Harsh Thaker

Personal information
- Full name: Harsh Tusharbhai Thaker
- Born: 24 October 1997 (age 28) Ahmedabad, India
- Batting: Right-handed
- Bowling: Right-arm off break
- Role: All-Rounder

International information
- National side: Canada (2019–2026);
- ODI debut (cap 93): 27 March 2023 v Jersey
- Last ODI: 25 May 2025 v United States
- T20I debut (cap 51): 25 August 2019 v United States
- Last T20I: 22 June 2025 v Bermuda

Career statistics
| Competition | ODI | T20I | LA | T20 |
| Matches | 26 | 50 | 52 | 50 |
| Runs scored | 769 | 706 | 1,442 | 706 |
| Batting average | 34.95 | 24.34 | 34.33 | 24.34 |
| 100s/50s | 2/3 | 0/1 | 2/7 | 0/1 |
| Top score | 111* | 53* | 111* | 53* |
| Balls bowled | 1083 | 760 | 1,473 | 760 |
| Wickets | 23 | 39 | 34 | 39 |
| Bowling average | 34.39 | 19.82 | 31.35 | 19.82 |
| 5 wickets in innings | 0 | 0 | 0 | 0 |
| 10 wickets in match | 0 | 0 | 0 | 0 |
| Best bowling | 3/41 | 4/20 | 3/24 | 4/20 |
| Catches/stumpings | 12/– | 12/– | 20/– | 12/– |
- Source: Cricinfo, 5 August 2025

= Harsh Thaker =

Canadian cricketer (born 1997)

Harsh Tusharbhai Thaker (born 24 October 1997) is a Canadian cricketer.

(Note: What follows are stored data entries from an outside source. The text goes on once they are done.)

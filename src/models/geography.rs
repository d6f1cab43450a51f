use serde::Deserialize;

// IBGE localities response shapes. The Portuguese field names are the wire
// contract of the public API.
#[derive(Debug, Deserialize)]
pub struct UfResponse {
    pub sigla: String,
}

#[derive(Debug, Deserialize)]
pub struct CityResponse {
    pub nome: String,
}
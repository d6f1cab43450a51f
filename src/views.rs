/// Terminal rendition of the success screen: a fixed confirmation and the
/// way back to the entry route. No state, no side effects.
pub fn success_view() -> String {
    [
        "",
        "  ✔ Ponto de coleta cadastrado com sucesso!",
        "",
        "  Ok - voltar para o início",
        "",
    ]
    .join("\n")
}
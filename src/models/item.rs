use serde::{Deserialize, Serialize};

// Catalog entry for a collectible material. Ids are assigned by the backend;
// the catalog is read-only once fetched.
#[derive(Debug, Clone, PartialEq, Serialize, Deserialize)]
pub struct CollectibleItem {
    pub id: i32,
    pub name: String,
    pub image_url: String,
}
use futures::future::LocalBoxFuture;
use futures::stream::FuturesUnordered;
use futures::{FutureExt, StreamExt};
use tokio::sync::mpsc::UnboundedReceiver;
use tracing::{debug, error, info};

use crate::client::{ApiError, CollectApi};
use crate::geography::GeographyApi;
use crate::geolocation::LocationSource;
use crate::models::common::Coordinate;
use crate::models::item::CollectibleItem;
use crate::models::point::ContactField;
use crate::services::form::PointForm;

/// User interaction events, one per handler in the browser form
#[derive(Debug, Clone, PartialEq)]
pub enum FormEvent {
    Input(ContactField, String),
    UfSelected(Option<String>),
    CitySelected(Option<String>),
    MapClicked(Coordinate),
    ItemToggled(i32),
    Submit,
}

/// Where the session ended up: still on the form, or past a successful
/// submission
#[derive(Debug, Clone, Copy, PartialEq, Eq)]
pub enum Route {
    CreatePoint,
    Success,
}

// Completions of in-flight lookups and submissions
enum DataEvent {
    PositionResolved(Option<Coordinate>),
    ItemsLoaded(Result<Vec<CollectibleItem>, ApiError>),
    StatesLoaded(Result<Vec<String>, ApiError>),
    CitiesLoaded(u64, Result<Vec<String>, ApiError>),
    SubmitFinished(Result<(), ApiError>),
}

/// Event loop driving one registration attempt: fires the mount-time
/// reference lookups, applies user events to the form, and resolves to a
/// route when a submission succeeds or the user walks away.
pub struct RegistrationSession<A, G, L> {
    api: A,
    geography: G,
    location: L,
    form: PointForm,
}

impl<A, G, L> RegistrationSession<A, G, L>
where
    A: CollectApi,
    G: GeographyApi,
    L: LocationSource,
{
    pub fn new(api: A, geography: G, location: L) -> Self {
        Self {
            api,
            geography,
            location,
            form: PointForm::new(),
        }
    }

    pub fn form(&self) -> &PointForm {
        &self.form
    }

    /// Run the form until a submission goes through or the event stream
    /// closes. Everything runs on this task: lookups complete in arbitrary
    /// order with no barrier between them, and each handler runs to
    /// completion before the next event is taken.
    pub async fn run(&mut self, mut events: UnboundedReceiver<FormEvent>) -> Route {
        let Self {
            api,
            geography,
            location,
            form,
        } = self;
        let api = &*api;
        let geography = &*geography;
        let location = &*location;

        let mut pending: FuturesUnordered<LocalBoxFuture<'_, DataEvent>> =
            FuturesUnordered::new();

        // Mount-time lookups: independent, fired exactly once, never retried
        pending.push(
            async move { DataEvent::PositionResolved(location.current_position().await) }
                .boxed_local(),
        );
        pending.push(async move { DataEvent::ItemsLoaded(api.fetch_items().await) }.boxed_local());
        pending.push(
            async move { DataEvent::StatesLoaded(geography.list_states().await) }.boxed_local(),
        );

        loop {
            tokio::select! {
                biased;

                Some(data) = pending.next(), if !pending.is_empty() => {
                    match data {
                        DataEvent::PositionResolved(Some(position)) => {
                            debug!(
                                "Initial map center set to ({}, {})",
                                position.latitude, position.longitude
                            );
                            form.set_position(position);
                        }
                        DataEvent::PositionResolved(None) => {
                            debug!("Device position unavailable, keeping default map center");
                        }
                        DataEvent::ItemsLoaded(Ok(items)) => {
                            info!("Loaded {} collectible items", items.len());
                            form.apply_items(items);
                        }
                        DataEvent::ItemsLoaded(Err(err)) => {
                            // The browser form leaves this empty; the item
                            // grid simply stays blank.
                            error!("Failed to load the item catalog: {}", err);
                        }
                        DataEvent::StatesLoaded(Ok(states)) => {
                            info!("Loaded {} states", states.len());
                            form.apply_states(states);
                        }
                        DataEvent::StatesLoaded(Err(err)) => {
                            error!("Failed to load the state list: {}", err);
                        }
                        DataEvent::CitiesLoaded(generation, Ok(names)) => {
                            if form.apply_cities(generation, names) {
                                debug!("City list replaced ({} entries)", form.cities().len());
                            }
                        }
                        DataEvent::CitiesLoaded(_, Err(err)) => {
                            error!("Failed to load the city list: {}", err);
                        }
                        DataEvent::SubmitFinished(Ok(())) => {
                            info!("Collection point registered");
                            return Route::Success;
                        }
                        DataEvent::SubmitFinished(Err(err)) => {
                            // The user stays on the form with their input
                            // intact, as in the browser form.
                            error!("Submission failed: {}", err);
                        }
                    }
                }

                maybe_event = events.recv() => {
                    match maybe_event {
                        Some(FormEvent::Input(field, value)) => {
                            form.set_contact_field(field, value);
                        }
                        Some(FormEvent::UfSelected(uf)) => {
                            if let Some(fetch) = form.select_uf(uf) {
                                pending.push(
                                    async move {
                                        DataEvent::CitiesLoaded(
                                            fetch.generation,
                                            geography.list_cities(&fetch.uf).await,
                                        )
                                    }
                                    .boxed_local(),
                                );
                            }
                        }
                        Some(FormEvent::CitySelected(city)) => {
                            form.select_city(city);
                        }
                        Some(FormEvent::MapClicked(position)) => {
                            form.set_position(position);
                        }
                        Some(FormEvent::ItemToggled(id)) => {
                            form.toggle_item(id);
                        }
                        Some(FormEvent::Submit) => {
                            let record = form.record();
                            info!("Submitting collection point for '{}'", record.name);
                            pending.push(
                                async move {
                                    DataEvent::SubmitFinished(api.create_point(record).await)
                                }
                                .boxed_local(),
                            );
                        }
                        None => {
                            debug!("Event stream closed before submission");
                            return Route::CreatePoint;
                        }
                    }
                }
            }
        }
    }
}
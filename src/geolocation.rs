use dotenv::dotenv;
use std::env;
use tracing::debug;

use crate::models::common::Coordinate;

/// One-shot device position query. Failure is silent: the caller keeps its
/// default map center.
#[cfg_attr(test, mockall::automock)]
pub trait LocationSource {
    async fn current_position(&self) -> Option<Coordinate>;
}

/// Position source backed by environment variables, standing in for the
/// platform geolocation query a browser would issue.
pub struct EnvLocationSource;

impl LocationSource for EnvLocationSource {
    async fn current_position(&self) -> Option<Coordinate> {
        dotenv().ok();

        let latitude = env::var("ECOLETA_DEVICE_LAT").ok()?.parse::<f64>().ok()?;
        let longitude = env::var("ECOLETA_DEVICE_LNG").ok()?.parse::<f64>().ok()?;

        debug!("Device position resolved to ({}, {})", latitude, longitude);
        Some(Coordinate::new(latitude, longitude))
    }
}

He made his senior debut for the Canada national cricket team in 2018. He plays as an all-rounder batting right-handed and bowling right-arm off spin.

== Career ==
Thaker represented Canada at the 2016 Under-19 Cricket World Cup in Bangladesh.

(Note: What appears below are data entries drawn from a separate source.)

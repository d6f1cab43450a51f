use serde::{Deserialize, Serialize};

// Geographic point used for the map center and the selected marker
#[derive(Debug, Clone, Copy, Default, PartialEq, Serialize, Deserialize)]
pub struct Coordinate {
    pub latitude: f64,
    pub longitude: f64,
}

impl Coordinate {
    pub fn new(latitude: f64, longitude: f64) -> Self {
        Self {
            latitude,
            longitude,
        }
    }
}
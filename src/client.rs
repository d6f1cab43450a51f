use dotenv::dotenv;
use reqwest::{Client, StatusCode};
use std::env;
use thiserror::Error;
use tracing::{debug, info};

use crate::models::item::CollectibleItem;
use crate::models::point::NewPointRecord;

/// Error type shared by the backend and localities clients
#[derive(Debug, Error)]
pub enum ApiError {
    #[error("request failed: {0}")]
    Transport(#[from] reqwest::Error),
    #[error("unexpected status: {0}")]
    Status(StatusCode),
}

/// Backend API surface the registration workflow depends on
#[cfg_attr(test, mockall::automock)]
pub trait CollectApi {
    async fn fetch_items(&self) -> Result<Vec<CollectibleItem>, ApiError>;
    async fn create_point(&self, record: NewPointRecord) -> Result<(), ApiError>;
}

/// Client for the Ecoleta backend API
pub struct EcoletaClient {
    client: Client,
    endpoint: String,
}

impl EcoletaClient {
    /// Create a new backend client from environment variables
    pub fn new() -> Self {
        dotenv().ok();

        Self {
            client: Client::new(),
            endpoint: env::var("ECOLETA_API_ENDPOINT")
                .unwrap_or_else(|_| "http://localhost:3333".to_string()),
        }
    }

    pub fn with_endpoint(endpoint: impl Into<String>) -> Self {
        Self {
            client: Client::new(),
            endpoint: endpoint.into(),
        }
    }

    pub fn endpoint(&self) -> &str {
        &self.endpoint
    }
}

impl Default for EcoletaClient {
    fn default() -> Self {
        Self::new()
    }
}

impl CollectApi for EcoletaClient {
    /// Fetch the collectible item catalog from the backend
    async fn fetch_items(&self) -> Result<Vec<CollectibleItem>, ApiError> {
        let url = format!("{}/items", self.endpoint);

        info!("Fetching collectible item catalog");
        debug!("API URL: {}", url);

        let res = self.client.get(&url).send().await?;
        info!("Response received with status: {}", res.status());

        if !res.status().is_success() {
            return Err(ApiError::Status(res.status()));
        }

        let items = res.json::<Vec<CollectibleItem>>().await?;
        Ok(items)
    }

    /// Submit a composed collection point record to the backend
    async fn create_point(&self, record: NewPointRecord) -> Result<(), ApiError> {
        let url = format!("{}/points", self.endpoint);

        info!("Submitting collection point '{}'", record.name);
        debug!("API URL: {}", url);

        let res = self.client.post(&url).json(&record).send().await?;
        info!("Response received with status: {}", res.status());

        if !res.status().is_success() {
            return Err(ApiError::Status(res.status()));
        }

        Ok(())
    }
}
use crate::client::MockCollectApi;
use crate::geography::MockGeographyApi;
use crate::geolocation::MockLocationSource;
use crate::models::common::Coordinate;
use crate::models::item::CollectibleItem;

// Sample catalog matching the backend's seed data
pub fn sample_items() -> Vec<CollectibleItem> {
    vec![
        CollectibleItem {
            id: 1,
            name: "Lâmpadas".to_string(),
            image_url: "http://localhost:3333/uploads/lampadas.svg".to_string(),
        },
        CollectibleItem {
            id: 2,
            name: "Pilhas e Baterias".to_string(),
            image_url: "http://localhost:3333/uploads/baterias.svg".to_string(),
        },
        CollectibleItem {
            id: 3,
            name: "Papéis e Papelão".to_string(),
            image_url: "http://localhost:3333/uploads/papeis-papelao.svg".to_string(),
        },
    ]
}

pub fn sample_states() -> Vec<String> {
    vec!["SP".to_string(), "RJ".to_string(), "MG".to_string()]
}

pub fn cities_for(uf: &str) -> Vec<String> {
    let names: &[&str] = match uf {
        "SP" => &["São Paulo", "Campinas", "Santos"],
        "RJ" => &["Rio de Janeiro", "Niterói"],
        _ => &[],
    };

    names.iter().map(|name| name.to_string()).collect()
}

pub fn sample_position() -> Coordinate {
    Coordinate::new(-23.55, -46.63)
}

// Mock trio behaving like the live services: a fixed catalog and state list,
// a canned city list per state, a resolved device position and successful
// submissions
pub fn setup_mock_services() -> (MockCollectApi, MockGeographyApi, MockLocationSource) {
    let mut api = MockCollectApi::new();
    api.expect_fetch_items().returning(|| Ok(sample_items()));
    api.expect_create_point().returning(|_| Ok(()));

    let mut geography = MockGeographyApi::new();
    geography
        .expect_list_states()
        .returning(|| Ok(sample_states()));
    geography
        .expect_list_cities()
        .returning(|uf| Ok(cities_for(uf)));

    let mut location = MockLocationSource::new();
    location
        .expect_current_position()
        .returning(|| Some(sample_position()));

    (api, geography, location)
}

He made his List A debut for Canada in the 2018–19 Regional Super50 tournament on 3 October 2018. Prior to his List A debut, he was named in Canada's squad for the 2016 Under-19 Cricket World Cup. In June 2019, he was selected to play for the Vancouver Knights franchise team in the 2019 Global T20 Canada tournament.

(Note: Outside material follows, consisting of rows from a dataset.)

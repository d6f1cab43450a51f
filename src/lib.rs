//! Ecoleta Registration Client
//!
//! This library drives the Ecoleta collection point registration workflow:
//! it loads the reference data the form depends on (the collectible item
//! catalog from the Ecoleta backend, state and city lists from the IBGE
//! localities service, a one-shot device position), tracks the form state
//! through user interaction events, and submits the composed record to the
//! backend.
//!
//! # Modules
//!
//! - `client`: EcoletaClient for the backend API
//! - `geography`: IbgeClient for the IBGE localities service
//! - `geolocation`: one-shot device position source
//! - `services`: form state and the session event loop
//! - `views`: the success screen

pub mod client;
pub mod geography;
pub mod geolocation;
pub mod models;
pub mod services;
pub mod views;

#[cfg(test)]
mod client_mock;
#[cfg(test)]
mod client_test;

// Re-export the main types for ease of use
pub use client::{ApiError, CollectApi, EcoletaClient};
pub use geography::{GeographyApi, IbgeClient};
pub use geolocation::{EnvLocationSource, LocationSource};
pub use services::form::{CityFetch, PointForm};
pub use services::session::{FormEvent, RegistrationSession, Route};
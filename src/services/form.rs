use tracing::debug;

use crate::models::common::Coordinate;
use crate::models::item::CollectibleItem;
use crate::models::point::{ContactDetails, ContactField, NewPointRecord};

// Sentinel the backend expects for an unselected state or city
const UNSELECTED: &str = "0";

/// Pending city lookup, keyed by the selection that requested it. The
/// generation lets a late response for a superseded selection be discarded.
#[derive(Debug, Clone, PartialEq, Eq)]
pub struct CityFetch {
    pub uf: String,
    pub generation: u64,
}

/// All state owned by the registration form. Every transition is synchronous
/// and runs to completion; the session loop is the only caller.
#[derive(Debug, Default)]
pub struct PointForm {
    contact: ContactDetails,
    selected_uf: Option<String>,
    selected_city: Option<String>,
    position: Coordinate,
    selected_items: Vec<i32>,
    states: Vec<String>,
    cities: Vec<String>,
    items: Vec<CollectibleItem>,
    city_generation: u64,
}

impl PointForm {
    pub fn new() -> Self {
        Self::default()
    }

    pub fn contact(&self) -> &ContactDetails {
        &self.contact
    }

    pub fn selected_uf(&self) -> Option<&str> {
        self.selected_uf.as_deref()
    }

    pub fn selected_city(&self) -> Option<&str> {
        self.selected_city.as_deref()
    }

    pub fn position(&self) -> Coordinate {
        self.position
    }

    pub fn selected_items(&self) -> &[i32] {
        &self.selected_items
    }

    pub fn states(&self) -> &[String] {
        &self.states
    }

    pub fn cities(&self) -> &[String] {
        &self.cities
    }

    pub fn items(&self) -> &[CollectibleItem] {
        &self.items
    }

    /// Overwrite exactly the named contact field; the others are untouched
    pub fn set_contact_field(&mut self, field: ContactField, value: String) {
        match field {
            ContactField::Name => self.contact.name = value,
            ContactField::Email => self.contact.email = value,
            ContactField::Whatsapp => self.contact.whatsapp = value,
        }
    }

    /// Change the selected state. Returns the city lookup to schedule, or
    /// `None` when the selection went back to "unselected", in which case no
    /// lookup is issued and the existing city list stays as it was.
    ///
    /// A previously selected city is deliberately left in place; the browser
    /// form behaves the same way.
    pub fn select_uf(&mut self, uf: Option<String>) -> Option<CityFetch> {
        self.selected_uf = uf;
        let uf = self.selected_uf.clone()?;

        self.city_generation += 1;
        debug!(
            "State changed to {}, scheduling city lookup #{}",
            uf, self.city_generation
        );

        Some(CityFetch {
            uf,
            generation: self.city_generation,
        })
    }

    /// Install a city lookup result, replacing the whole list. A response for
    /// a superseded selection is discarded. Returns whether the list changed.
    pub fn apply_cities(&mut self, generation: u64, names: Vec<String>) -> bool {
        if generation != self.city_generation {
            debug!(
                "Discarding stale city response #{} (current is #{})",
                generation, self.city_generation
            );
            return false;
        }

        self.cities = names;
        true
    }

    pub fn select_city(&mut self, city: Option<String>) {
        self.selected_city = city;
    }

    /// Most recent write wins, whether it came from the device position or a
    /// map click
    pub fn set_position(&mut self, position: Coordinate) {
        self.position = position;
    }

    /// Toggle membership of an item id: add if absent, remove if present
    pub fn toggle_item(&mut self, id: i32) {
        if let Some(index) = self.selected_items.iter().position(|selected| *selected == id) {
            self.selected_items.remove(index);
        } else {
            self.selected_items.push(id);
        }
    }

    pub fn apply_states(&mut self, states: Vec<String>) {
        self.states = states;
    }

    pub fn apply_items(&mut self, items: Vec<CollectibleItem>) {
        self.items = items;
    }

    /// Compose the submission snapshot from the current form state. No
    /// validation: unselected fields go out with the backend's "0" sentinel,
    /// exactly as the browser form sends them.
    pub fn record(&self) -> NewPointRecord {
        NewPointRecord {
            name: self.contact.name.clone(),
            email: self.contact.email.clone(),
            whatsapp: self.contact.whatsapp.clone(),
            uf: self
                .selected_uf
                .clone()
                .unwrap_or_else(|| UNSELECTED.to_string()),
            city: self
                .selected_city
                .clone()
                .unwrap_or_else(|| UNSELECTED.to_string()),
            latitude: self.position.latitude,
            longitude: self.position.longitude,
            items: self.selected_items.clone(),
        }
    }
}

In August 2019, He was named in Canada's squad for the Regional Finals of the 2018–19 ICC T20 World Cup Americas Qualifier tournament. He made his Twenty20 International (T20I) debut for Canada against the United States on 25 August 2019. In September 2019, he was named in Canada's squad for the 2019 Malaysia Cricket World Cup Challenge League A tournament. The following month, he was named in Canada's squad for the 2019–20 Regional Super50 tournament in the West Indies.

In October 2021, He was named in Canada's squad for the 2021 ICC Men's T20 World Cup Americas Qualifier tournament in Antigua. In February 2022, he was named in Canada's squad for the 2022 ICC Men's T20 World Cup Global Qualifier A tournament in Oman.

In March 2023, He was named in Canada's squad for the 2023 Cricket World Cup Qualifier Play-off. He made his One Day International (ODI) debut on 27 March 2023, for Canada, against Jersey in that tournament.

In May 2024, he was named in Canada’s squad for the 2024 ICC Men's T20 World Cup tournament.

In June 2025, Thaker scored a half-century in just 16 balls during a T20 World Cup Americas Qualifier match against Cayman Islands, setting the record for the fastest half-century for Canada in international cricket. The record, however, was broken by Yuvraj Samra in less than a week from after Thaker achieved his feat.